Fabio Gobbato wrote:I'm trying a new tuning method. I have only 2 attempts with 2 good results since now. so I'm not sure it's a very good method, but in the first attempt I have had a +12 ELO and in the second a +8 ELO.

I extract 150 millions positions, it doesn't matter the quality of the games but it's better if they are quite differents each other.
From them I remove these position:
- in check
- with fewer than 7 pieces (it's good if the engine uses the tablebases)
- static eval different from qsearch score (quiet positions)
Then I run a 2 depth search for every position and I store in a file the position with the score returned.

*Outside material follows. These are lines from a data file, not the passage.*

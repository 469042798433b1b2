use crate::crawler::DEFAULT_MAX_CHAPTERS;
use serde::Deserialize;

/// Main configuration structure for Novel-Trawler
///
/// Every section is optional; missing sections fall back to the built-in site.
#[derive(Debug, Clone, Default, Deserialize)]
#[serde(default)]
pub struct Config {
    pub crawler: CrawlerConfig,
    pub session: SessionConfig,
    pub site: SiteConfig,
    pub output: OutputConfig,
}

/// Chapter walk configuration
#[derive(Debug, Clone, Deserialize)]
#[serde(default)]
pub struct CrawlerConfig {
    /// Maximum number of chapter pages visited in one walk
    #[serde(rename = "max-chapters")]
    pub max_chapters: u32,
}

impl Default for CrawlerConfig {
    fn default() -> Self {
        Self {
            max_chapters: DEFAULT_MAX_CHAPTERS,
        }
    }
}

/// Which page renderer backs the session
#[derive(Debug, Clone, Copy, PartialEq, Eq, Default, Deserialize)]
#[serde(rename_all = "lowercase")]
pub enum Renderer {
    /// Plain HTTP fetch, no script execution
    #[default]
    Http,
    /// Headless Chromium (requires the `browser` feature)
    Browser,
}

/// Page session configuration, applied once before the first navigation
#[derive(Debug, Clone, Deserialize)]
#[serde(default)]
pub struct SessionConfig {
    pub renderer: Renderer,

    #[serde(rename = "javascript-enabled")]
    pub javascript_enabled: bool,

    /// Per-navigation timeout in seconds
    #[serde(rename = "timeout-secs")]
    pub timeout_secs: u64,

    #[serde(rename = "user-agent")]
    pub user_agent: String,

    /// Cookies seeded into the session before the first navigation
    pub cookies: Vec<CookieConfig>,
}

impl Default for SessionConfig {
    fn default() -> Self {
        Self {
            renderer: Renderer::Http,
            javascript_enabled: true,
            timeout_secs: 30,
            user_agent: concat!("NovelTrawler/", env!("CARGO_PKG_VERSION")).to_string(),
            cookies: vec![CookieConfig {
                domain: "qidian.com".to_string(),
                path: "/".to_string(),
                http_only: false,
                secure: false,
                expires: 4_102_444_800_000,
                name: "ns".to_string(),
                value: "2".to_string(),
            }],
        }
    }
}

/// A single pre-seeded cookie
#[derive(Debug, Clone, PartialEq, Eq, Deserialize)]
pub struct CookieConfig {
    pub domain: String,

    #[serde(default = "default_cookie_path")]
    pub path: String,

    #[serde(rename = "http-only", default)]
    pub http_only: bool,

    #[serde(default)]
    pub secure: bool,

    /// Expiry as milliseconds since the Unix epoch
    pub expires: i64,

    pub name: String,

    pub value: String,
}

fn default_cookie_path() -> String {
    "/".to_string()
}

/// Site-specific parsing rules
///
/// All selectors are CSS selectors. `prev-links` is tried in order and the
/// first element carrying an `href` wins.
#[derive(Debug, Clone, Deserialize)]
#[serde(default)]
pub struct SiteConfig {
    /// Search endpoint; `{query}` is replaced with the URL-encoded book name
    #[serde(rename = "search-url")]
    pub search_url: String,

    /// One entry of the search result listing; only the first is read
    #[serde(rename = "result-entry")]
    pub result_entry: String,

    /// Book title, relative to the result entry
    #[serde(rename = "result-title")]
    pub result_title: String,

    /// Latest-chapter link, relative to the result entry
    #[serde(rename = "result-link")]
    pub result_link: String,

    #[serde(rename = "chapter-title")]
    pub chapter_title: String,

    #[serde(rename = "chapter-body")]
    pub chapter_body: String,

    #[serde(rename = "prev-links")]
    pub prev_links: Vec<String>,

    /// Elements removed from the body after scripts and anchors
    pub strip: Vec<String>,
}

impl Default for SiteConfig {
    fn default() -> Self {
        Self {
            search_url: "http://se.qidian.com/?kw={query}".to_string(),
            result_entry: "#result-list ul li".to_string(),
            result_title: "h4".to_string(),
            result_link: ".update a".to_string(),
            chapter_title: "h1".to_string(),
            chapter_body: "#content, .bookreadercontent".to_string(),
            prev_links: vec![
                "#pagePrevBottomBtn".to_string(),
                ".prev".to_string(),
                ".prew".to_string(),
            ],
            strip: vec![".nice_books".to_string()],
        }
    }
}

/// Output configuration
#[derive(Debug, Clone, Deserialize)]
#[serde(default)]
pub struct OutputConfig {
    /// Directory the book text file is written to
    pub directory: String,
}

impl Default for OutputConfig {
    fn default() -> Self {
        Self {
            directory: "output".to_string(),
        }
    }
}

Ones I have this file I compare every single score of the position with the static evaluation.
I compute the error for a position as the absolute difference of the 2 score.

Then I use an optimization algorithm to minimize the error.

The idea is that it's difficult for the evaluation to see the results of the position but it's easier that it can see the eval from 2 ply ahead.
Another advantage is that this method minimize the difference from related position.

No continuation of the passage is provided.